Stored dataset items ::
Segment Open

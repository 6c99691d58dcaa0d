use std::path::{Path, PathBuf};
use std::sync::{Mutex, MutexGuard, RwLock, RwLockReadGuard, RwLockWriteGuard};

use rusqlite::Connection;
use tokio::sync::broadcast;

use crate::app::{BrookError, Result};
use crate::config::DatabaseConfig;
use crate::domain::{Feed, StoreEvent};
use crate::registry::{backup, FeedRegistry};
use crate::store::engine::Txn;
use crate::store::schema;

const EVENT_CAPACITY: usize = 256;

/// The store context: owns the connection, the feed-list snapshot and the
/// change notification channel. Every store operation is a method on it.
pub struct Database {
    conn: Mutex<Connection>,
    registry: RwLock<FeedRegistry>,
    events: broadcast::Sender<StoreEvent>,
    settings: DatabaseConfig,
    path: Option<PathBuf>,
    found_version: u32,
}

impl Database {
    pub fn open<P: AsRef<Path>>(path: P, settings: DatabaseConfig) -> Result<Self> {
        let conn = Connection::open(path.as_ref())?;
        Self::from_connection(conn, settings, Some(path.as_ref().to_path_buf()))
    }

    pub fn in_memory(settings: DatabaseConfig) -> Result<Self> {
        let conn = Connection::open_in_memory()?;
        Self::from_connection(conn, settings, None)
    }

    fn from_connection(
        mut conn: Connection,
        settings: DatabaseConfig,
        path: Option<PathBuf>,
    ) -> Result<Self> {
        let found_version = schema::open_schema(&mut conn)?;

        let registry = {
            let txn = Txn::open(&conn)?;
            let mut stored = txn.load_feeds()?;
            let mut restored = false;
            if stored.is_empty() {
                if let Some(feeds) = backup::read_first(&settings.backup_paths) {
                    tracing::info!("Restoring {} feeds from backup", feeds.len());
                    stored = feeds;
                    restored = true;
                }
            }
            // Stored order is by feed id; the registry restores tree order.
            stored.sort_by_key(|f| f.row_index);

            let registry = FeedRegistry::new(&settings.home_folder, stored.clone());
            if restored || registry.feeds() != stored.as_slice() {
                txn.save_feeds(registry.feeds())?;
            }
            registry
        };

        let (events, _) = broadcast::channel(EVENT_CAPACITY);

        Ok(Self {
            conn: Mutex::new(conn),
            registry: RwLock::new(registry),
            events,
            settings,
            path,
            found_version,
        })
    }

    pub(crate) fn lock(&self) -> Result<MutexGuard<'_, Connection>> {
        self.conn
            .lock()
            .map_err(|_| BrookError::LockPoisoned("database connection"))
    }

    pub(crate) fn registry(&self) -> Result<RwLockReadGuard<'_, FeedRegistry>> {
        self.registry
            .read()
            .map_err(|_| BrookError::LockPoisoned("feed registry"))
    }

    pub(crate) fn registry_mut(&self) -> Result<RwLockWriteGuard<'_, FeedRegistry>> {
        self.registry
            .write()
            .map_err(|_| BrookError::LockPoisoned("feed registry"))
    }

    /// Run `f` in one write transaction, committing only if it succeeds.
    pub(crate) fn write<T>(&self, f: impl FnOnce(&mut Txn<'_>) -> Result<T>) -> Result<T> {
        let mut conn = self.lock()?;
        let tx = conn.transaction()?;
        let value = {
            let mut txn = Txn::open(&tx)?;
            f(&mut txn)?
        };
        tx.commit()?;
        Ok(value)
    }

    /// Run `f` against the store without opening a write transaction.
    pub(crate) fn read<T>(&self, f: impl FnOnce(&Txn<'_>) -> Result<T>) -> Result<T> {
        let conn = self.lock()?;
        let txn = Txn::open(&conn)?;
        f(&txn)
    }

    pub(crate) fn emit(&self, event: StoreEvent) {
        // Sending fails only when nobody is subscribed.
        let _ = self.events.send(event);
    }

    /// Subscribe to change notifications.
    pub fn subscribe(&self) -> broadcast::Receiver<StoreEvent> {
        self.events.subscribe()
    }

    pub fn settings(&self) -> &DatabaseConfig {
        &self.settings
    }

    pub fn path(&self) -> Option<&Path> {
        self.path.as_deref()
    }

    /// Schema version found on disk when the database was opened.
    pub fn found_version(&self) -> u32 {
        self.found_version
    }

    /// Snapshot of the feed list in tree order.
    pub fn feeds(&self) -> Result<Vec<Feed>> {
        Ok(self.registry()?.feeds().to_vec())
    }

    pub fn get_feed(&self, feed_id: &str) -> Result<Option<Feed>> {
        Ok(self.registry()?.get(feed_id).cloned())
    }

    pub fn get_feed_by_url(&self, url: &str) -> Result<Option<Feed>> {
        Ok(self.registry()?.by_url(url).cloned())
    }
}

#[cfg(test)]
mod tests {
    use super::*;
    use crate::domain::NewFeed;

    fn settings_with_backups(dir: &Path) -> DatabaseConfig {
        DatabaseConfig {
            backup_paths: vec![dir.join("a/feeds.json"), dir.join("b/feeds.json")],
            ..Default::default()
        }
    }

    #[test]
    fn test_open_file_database_and_reopen() {
        let dir = tempfile::tempdir().unwrap();
        let path = dir.path().join("brook.db");

        let db = Database::open(&path, DatabaseConfig::default()).unwrap();
        assert_eq!(db.found_version(), 0);
        db.add_feeds(vec![NewFeed::feed("https://example.com/feed.xml")])
            .unwrap();
        drop(db);

        let db = Database::open(&path, DatabaseConfig::default()).unwrap();
        assert_eq!(db.found_version(), schema::DB_VERSION);
        assert_eq!(db.feeds().unwrap().len(), 1);
        assert_eq!(db.path(), Some(path.as_path()));
    }

    #[test]
    fn test_empty_store_bootstraps_from_backup() {
        let dir = tempfile::tempdir().unwrap();
        let settings = settings_with_backups(dir.path());

        let db = Database::in_memory(settings.clone()).unwrap();
        db.add_feeds(vec![
            NewFeed::folder("News"),
            NewFeed::feed("https://example.com/feed.xml"),
        ])
        .unwrap();
        assert!(dir.path().join("a/feeds.json").exists());
        assert!(dir.path().join("b/feeds.json").exists());
        let expected = db.feeds().unwrap();
        drop(db);

        // A fresh, empty store picks the feed list up from the mirrors
        let restored = Database::in_memory(settings).unwrap();
        assert_eq!(restored.feeds().unwrap(), expected);
    }

    #[test]
    fn test_subscribe_receives_feed_list_updates() {
        let db = Database::in_memory(DatabaseConfig::default()).unwrap();
        let mut rx = db.subscribe();

        db.add_feeds(vec![NewFeed::feed("https://example.com/feed.xml")])
            .unwrap();
        assert_eq!(rx.try_recv().unwrap(), StoreEvent::FeedListUpdated);
    }

    #[test]
    fn test_write_rolls_back_on_error() {
        let db = Database::in_memory(DatabaseConfig::default()).unwrap();

        let result: Result<()> = db.write(|txn| {
            txn.meta_set("marker", 1)?;
            Err(BrookError::Other("boom".into()))
        });
        assert!(result.is_err());

        let marker = db.read(|txn| txn.meta_get("marker")).unwrap();
        assert_eq!(marker, None);
    }

    #[test]
    fn test_poisoned_connection_is_reported() {
        let db = Database::in_memory(DatabaseConfig::default()).unwrap();

        std::thread::scope(|s| {
            let worker = s.spawn(|| {
                let _conn = db.lock().unwrap();
                panic!("worker died holding the connection");
            });
            assert!(worker.join().is_err());
        });

        assert!(matches!(
            db.read(|txn| txn.meta_get("marker")),
            Err(BrookError::LockPoisoned("database connection"))
        ));
    }
}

Segment Closed

About this exercise ::
Write the data above out again in full, exactly.

Task output ::
repository 6c99691d58dcaa0d
use std::path::{Path, PathBuf};
use std::sync::{Mutex, MutexGuard, RwLock, RwLockReadGuard, RwLockWriteGuard};

use rusqlite::Connection;
use tokio::sync::broadcast;

use crate::app::{BrookError, Result};
use crate::config::DatabaseConfig;
use crate::domain::{Feed, StoreEvent};
use crate::registry::{backup, FeedRegistry};
use crate::store::engine::Txn;
use crate::store::schema;

const EVENT_CAPACITY: usize = 256;

/// The store context: owns the connection, the feed-list snapshot and the
/// change notification channel. Every store operation is a method on it.
pub struct Database {
    conn: Mutex<Connection>,
    registry: RwLock<FeedRegistry>,
    events: broadcast::Sender<StoreEvent>,
    settings: DatabaseConfig,
    path: Option<PathBuf>,
    found_version: u32,
}

impl Database {
    pub fn open<P: AsRef<Path>>(path: P, settings: DatabaseConfig) -> Result<Self> {
        let conn = Connection::open(path.as_ref())?;
        Self::from_connection(conn, settings, Some(path.as_ref().to_path_buf()))
    }

    pub fn in_memory(settings: DatabaseConfig) -> Result<Self> {
        let conn = Connection::open_in_memory()?;
        Self::from_connection(conn, settings, None)
    }

    fn from_connection(
        mut conn: Connection,
        settings: DatabaseConfig,
        path: Option<PathBuf>,
    ) -> Result<Self> {
        let found_version = schema::open_schema(&mut conn)?;

        let registry = {
            let txn = Txn::open(&conn)?;
            let mut stored = txn.load_feeds()?;
            let mut restored = false;
            if stored.is_empty() {
                if let Some(feeds) = backup::read_first(&settings.backup_paths) {
                    tracing::info!("Restoring {} feeds from backup", feeds.len());
                    stored = feeds;
                    restored = true;
                }
            }
            // Stored order is by feed id; the registry restores tree order.
            stored.sort_by_key(|f| f.row_index);

            let registry = FeedRegistry::new(&settings.home_folder, stored.clone());
            if restored || registry.feeds() != stored.as_slice() {
                txn.save_feeds(registry.feeds())?;
            }
            registry
        };

        let (events, _) = broadcast::channel(EVENT_CAPACITY);

        Ok(Self {
            conn: Mutex::new(conn),
            registry: RwLock::new(registry),
            events,
            settings,
            path,
            found_version,
        })
    }

    pub(crate) fn lock(&self) -> Result<MutexGuard<'_, Connection>> {
        self.conn
            .lock()
            .map_err(|_| BrookError::LockPoisoned("database connection"))
    }

    pub(crate) fn registry(&self) -> Result<RwLockReadGuard<'_, FeedRegistry>> {
        self.registry
            .read()
            .map_err(|_| BrookError::LockPoisoned("feed registry"))
    }

    pub(crate) fn registry_mut(&self) -> Result<RwLockWriteGuard<'_, FeedRegistry>> {
        self.registry
            .write()
            .map_err(|_| BrookError::LockPoisoned("feed registry"))
    }

    /// Run `f` in one write transaction, committing only if it succeeds.
    pub(crate) fn write<T>(&self, f: impl FnOnce(&mut Txn<'_>) -> Result<T>) -> Result<T> {
        let mut conn = self.lock()?;
        let tx = conn.transaction()?;
        let value = {
            let mut txn = Txn::open(&tx)?;
            f(&mut txn)?
        };
        tx.commit()?;
        Ok(value)
    }

    /// Run `f` against the store without opening a write transaction.
    pub(crate) fn read<T>(&self, f: impl FnOnce(&Txn<'_>) -> Result<T>) -> Result<T> {
        let conn = self.lock()?;
        let txn = Txn::open(&conn)?;
        f(&txn)
    }

    pub(crate) fn emit(&self, event: StoreEvent) {
        // Sending fails only when nobody is subscribed.
        let _ = self.events.send(event);
    }

    /// Subscribe to change notifications.
    pub fn subscribe(&self) -> broadcast::Receiver<StoreEvent> {
        self.events.subscribe()
    }

    pub fn settings(&self) -> &DatabaseConfig {
        &self.settings
    }

    pub fn path(&self) -> Option<&Path> {
        self.path.as_deref()
    }

    /// Schema version found on disk when the database was opened.
    pub fn found_version(&self) -> u32 {
        self.found_version
    }

    /// Snapshot of the feed list in tree order.
    pub fn feeds(&self) -> Result<Vec<Feed>> {
        Ok(self.registry()?.feeds().to_vec())
    }

    pub fn get_feed(&self, feed_id: &str) -> Result<Option<Feed>> {
        Ok(self.registry()?.get(feed_id).cloned())
    }

    pub fn get_feed_by_url(&self, url: &str) -> Result<Option<Feed>> {
        Ok(self.registry()?.by_url(url).cloned())
    }
}

#[cfg(test)]
mod tests {
    use super::*;
    use crate::domain::NewFeed;

    fn settings_with_backups(dir: &Path) -> DatabaseConfig {
        DatabaseConfig {
            backup_paths: vec![dir.join("a/feeds.json"), dir.join("b/feeds.json")],
            ..Default::default()
        }
    }

    #[test]
    fn test_open_file_database_and_reopen() {
        let dir = tempfile::tempdir().unwrap();
        let path = dir.path().join("brook.db");

        let db = Database::open(&path, DatabaseConfig::default()).unwrap();
        assert_eq!(db.found_version(), 0);
        db.add_feeds(vec![NewFeed::feed("https://example.com/feed.xml")])
            .unwrap();
        drop(db);

        let db = Database::open(&path, DatabaseConfig::default()).unwrap();
        assert_eq!(db.found_version(), schema::DB_VERSION);
        assert_eq!(db.feeds().unwrap().len(), 1);
        assert_eq!(db.path(), Some(path.as_path()));
    }

    #[test]
    fn test_empty_store_bootstraps_from_backup() {
        let dir = tempfile::tempdir().unwrap();
        let settings = settings_with_backups(dir.path());

        let db = Database::in_memory(settings.clone()).unwrap();
        db.add_feeds(vec![
            NewFeed::folder("News"),
            NewFeed::feed("https://example.com/feed.xml"),
        ])
        .unwrap();
        assert!(dir.path().join("a/feeds.json").exists());
        assert!(dir.path().join("b/feeds.json").exists());
        let expected = db.feeds().unwrap();
        drop(db);

        // A fresh, empty store picks the feed list up from the mirrors
        let restored = Database::in_memory(settings).unwrap();
        assert_eq!(restored.feeds().unwrap(), expected);
    }

    #[test]
    fn test_subscribe_receives_feed_list_updates() {
        let db = Database::in_memory(DatabaseConfig::default()).unwrap();
        let mut rx = db.subscribe();

        db.add_feeds(vec![NewFeed::feed("https://example.com/feed.xml")])
            .unwrap();
        assert_eq!(rx.try_recv().unwrap(), StoreEvent::FeedListUpdated);
    }

    #[test]
    fn test_write_rolls_back_on_error() {
        let db = Database::in_memory(DatabaseConfig::default()).unwrap();

        let result: Result<()> = db.write(|txn| {
            txn.meta_set("marker", 1)?;
            Err(BrookError::Other("boom".into()))
        });
        assert!(result.is_err());

        let marker = db.read(|txn| txn.meta_get("marker")).unwrap();
        assert_eq!(marker, None);
    }

    #[test]
    fn test_poisoned_connection_is_reported() {
        let db = Database::in_memory(DatabaseConfig::default()).unwrap();

        std::thread::scope(|s| {
            let worker = s.spawn(|| {
                let _conn = db.lock().unwrap();
                panic!("worker died holding the connection");
            });
            assert!(worker.join().is_err());
        });

        assert!(matches!(
            db.read(|txn| txn.meta_get("marker")),
            Err(BrookError::LockPoisoned("database connection"))
        ));
    }
}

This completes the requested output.